WHAT IS REQUIRED:
Only lines containing "Serialize" belong in the answer, each copied from the entries below.
────────────────────────────────────────
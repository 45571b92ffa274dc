//! galaxy-history: snapshot-based undo/redo for the galaxy map editor.
//!
//! Design rules:
//! - One `MapEditor` owns the live map, its lookup index and the selection. No globals.
//! - Every history entry stores a full deep copy of the map. No diffing.
//! - Selection-only entries undo and redo without touching the map.
//! - The editor never calls into rendering code; it emits `EditorEvent`s instead.

use anyhow::Context;
use galaxy_core::{CoreError, SystemKey};
use serde::{Deserialize, Serialize};
use std::fs;
use std::path::Path;
use thiserror::Error;

pub mod editor;
pub mod entry;
pub mod events;
pub mod interaction;
pub mod ops;
pub mod selection;
pub mod stack;

pub use editor::MapEditor;
pub use entry::{ActionGroupId, ActionMeta, HistoryEntry};
pub use events::{EditorEvent, EditorObserver};
pub use interaction::{DragState, InteractionState, ViewTransform};
pub use selection::Selection;
pub use stack::HistoryManager;

/// Default number of undoable steps kept before the oldest is evicted.
pub const MAX_HISTORY: usize = 50;

fn default_max_history() -> usize {
    MAX_HISTORY
}

/// History stack settings.
#[derive(Debug, Clone, PartialEq, Eq, Serialize, Deserialize)]
pub struct HistoryConfig {
    #[serde(default = "default_max_history")]
    pub max_history: usize,
}

impl Default for HistoryConfig {
    fn default() -> Self {
        Self {
            max_history: MAX_HISTORY,
        }
    }
}

impl HistoryConfig {
    pub fn validate(&self) -> Result<(), HistoryError> {
        if self.max_history == 0 {
            tracing::error!("max_history must be at least 1");
            return Err(HistoryError::InvalidConfig {
                reason: "max_history must be at least 1".into(),
            });
        }
        Ok(())
    }
}

/// Editor-wide settings.
#[derive(Debug, Clone, Default, PartialEq, Serialize, Deserialize)]
pub struct EditorConfig {
    #[serde(default)]
    pub history: HistoryConfig,

    /// View transform restored by `clear_map_data`.
    #[serde(default)]
    pub view: ViewTransform,
}

impl EditorConfig {
    pub fn validate(&self) -> Result<(), HistoryError> {
        self.history.validate()?;
        if !(self.view.scale.is_finite() && self.view.scale > 0.0) {
            tracing::error!(scale = self.view.scale, "view scale must be positive");
            return Err(HistoryError::InvalidConfig {
                reason: format!("view scale {} must be positive", self.view.scale),
            });
        }
        Ok(())
    }
}

/// Load editor settings from a JSON file. Missing fields fall back to defaults.
pub fn load_config(path: impl AsRef<Path>) -> anyhow::Result<EditorConfig> {
    let path = path.as_ref();
    let data = fs::read_to_string(path)
        .with_context(|| format!("read config file: {}", path.display()))?;
    let config: EditorConfig = serde_json::from_str(&data).context("parse config json")?;
    config
        .validate()
        .with_context(|| format!("validate config file: {}", path.display()))?;
    Ok(config)
}

/// Errors surfaced by history and edit operations. None of them leave the map
/// in a partially updated state.
#[derive(Debug, Error)]
pub enum HistoryError {
    #[error("could not capture map state: {0}")]
    CaptureFailed(#[source] CoreError),

    #[error("undo failed: entry '{description}' holds a corrupt snapshot")]
    CorruptSnapshot {
        description: String,
        #[source]
        source: CoreError,
    },

    #[error("invalid map: {0}")]
    InvalidMap(#[source] CoreError),

    #[error("unknown system: {key}")]
    UnknownSystem { key: SystemKey },

    #[error("duplicate system key: {key}")]
    DuplicateKey { key: SystemKey },

    #[error("no drag in progress")]
    NoDragInProgress,

    #[error("invalid config: {reason}")]
    InvalidConfig { reason: String },
}
//! Edit scripts: a JSON list of editor actions replayed against a `MapEditor`.

use anyhow::Context;
use galaxy_core::{StarSystem, SystemKey};
use galaxy_history::MapEditor;
use serde::{Deserialize, Serialize};
use std::fs;
use std::path::Path;

/// One scripted editor action.
#[derive(Debug, Clone, PartialEq, Serialize, Deserialize)]
#[serde(tag = "op", rename_all = "snake_case")]
pub enum ScriptStep {
    Select { keys: Vec<SystemKey> },
    Toggle { key: SystemKey },
    DeselectAll,
    Add { system: StarSystem },
    RemoveSelected,
    Rename { key: SystemKey, name: String },
    Link { a: SystemKey, b: SystemKey },
    /// A whole drag gesture: one grouped history step per delta.
    Drag { anchor: SystemKey, deltas: Vec<[f64; 2]> },
    Copy,
    Paste { dx: f64, dy: f64 },
    DefineRegion { name: String, color: [f32; 3] },
    RemoveRegion { name: String },
    Undo,
    Redo,
    UndoGroup,
    RedoGroup,
    Clear,
}

pub fn load_script(path: impl AsRef<Path>) -> anyhow::Result<Vec<ScriptStep>> {
    let path = path.as_ref();
    let data = fs::read_to_string(path)
        .with_context(|| format!("read script file: {}", path.display()))?;
    let steps: Vec<ScriptStep> = serde_json::from_str(&data).context("parse script json")?;
    Ok(steps)
}

/// Apply every step in order, stopping at the first failure.
pub fn run_script(editor: &mut MapEditor, steps: &[ScriptStep]) -> anyhow::Result<()> {
    for (index, step) in steps.iter().enumerate() {
        tracing::debug!(index, step = ?step, "applying script step");
        apply(editor, step).with_context(|| format!("script step {index} ({step:?})"))?;
    }
    Ok(())
}

fn apply(editor: &mut MapEditor, step: &ScriptStep) -> anyhow::Result<()> {
    match step {
        ScriptStep::Select { keys } => {
            editor.select(keys)?;
        }
        ScriptStep::Toggle { key } => {
            editor.toggle_select(key)?;
        }
        ScriptStep::DeselectAll => {
            editor.deselect_all()?;
        }
        ScriptStep::Add { system } => editor.add_system(system.clone())?,
        ScriptStep::RemoveSelected => {
            editor.remove_selected()?;
        }
        ScriptStep::Rename { key, name } => editor.rename_system(key, name.clone())?,
        ScriptStep::Link { a, b } => {
            editor.link_systems(a, b)?;
        }
        ScriptStep::Drag { anchor, deltas } => {
            editor.begin_drag(anchor)?;
            for [dx, dy] in deltas {
                editor.drag_selected(*dx, *dy)?;
            }
            editor.end_drag();
        }
        ScriptStep::Copy => {
            editor.copy_selection();
        }
        ScriptStep::Paste { dx, dy } => {
            editor.paste(*dx, *dy)?;
        }
        ScriptStep::DefineRegion { name, color } => {
            editor.define_region(name.clone(), *color);
        }
        ScriptStep::RemoveRegion { name } => {
            editor.remove_region(name);
        }
        ScriptStep::Undo => {
            if !editor.undo()? {
                tracing::warn!("nothing to undo");
            }
        }
        ScriptStep::Redo => {
            if !editor.redo()? {
                tracing::warn!("nothing to redo");
            }
        }
        ScriptStep::UndoGroup => {
            editor.undo_action_group()?;
        }
        ScriptStep::RedoGroup => {
            editor.redo_action_group()?;
        }
        ScriptStep::Clear => editor.clear_map_data(),
    }
    Ok(())
}
// Transient pointer state and the view transform.

use galaxy_core::SystemKey;
use serde::{Deserialize, Serialize};

/// Pan/zoom of the map view.
#[derive(Debug, Clone, Copy, PartialEq, Serialize, Deserialize)]
pub struct ViewTransform {
    pub scale: f64,
    pub offset_x: f64,
    pub offset_y: f64,
}

impl Default for ViewTransform {
    fn default() -> Self {
        Self {
            scale: 1.0,
            offset_x: 0.0,
            offset_y: 0.0,
        }
    }
}

/// A drag that is in progress.
#[derive(Debug, Clone, PartialEq)]
pub struct DragState {
    pub anchor: SystemKey,
    /// Selection before the drag started.
    pub prev_keys: Vec<SystemKey>,
    /// Steps recorded so far; all but the first are grouped with it.
    pub steps: usize,
}

/// Pointer state that may name systems. Reset whenever the map is swapped,
/// since those keys may no longer exist.
#[derive(Debug, Clone, Default, PartialEq)]
pub struct InteractionState {
    pub hovered: Option<SystemKey>,
    pub drag: Option<DragState>,
    pub link_source: Option<SystemKey>,
    pub is_panning: bool,
    pub is_linking: bool,
}

impl InteractionState {
    pub fn is_idle(&self) -> bool {
        *self == InteractionState::default()
    }

    pub fn is_dragging(&self) -> bool {
        self.drag.is_some()
    }

    pub fn reset(&mut self) {
        *self = InteractionState::default();
    }
}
────────────────────────────────────────
ANSWER FOR THE TASK:
use serde::{Deserialize, Serialize};
#[derive(Debug, Clone, PartialEq, Eq, Serialize, Deserialize)]
#[derive(Debug, Clone, Default, PartialEq, Serialize, Deserialize)]
use serde::{Deserialize, Serialize};
#[derive(Debug, Clone, PartialEq, Serialize, Deserialize)]
use serde::{Deserialize, Serialize};
#[derive(Debug, Clone, Copy, PartialEq, Serialize, Deserialize)]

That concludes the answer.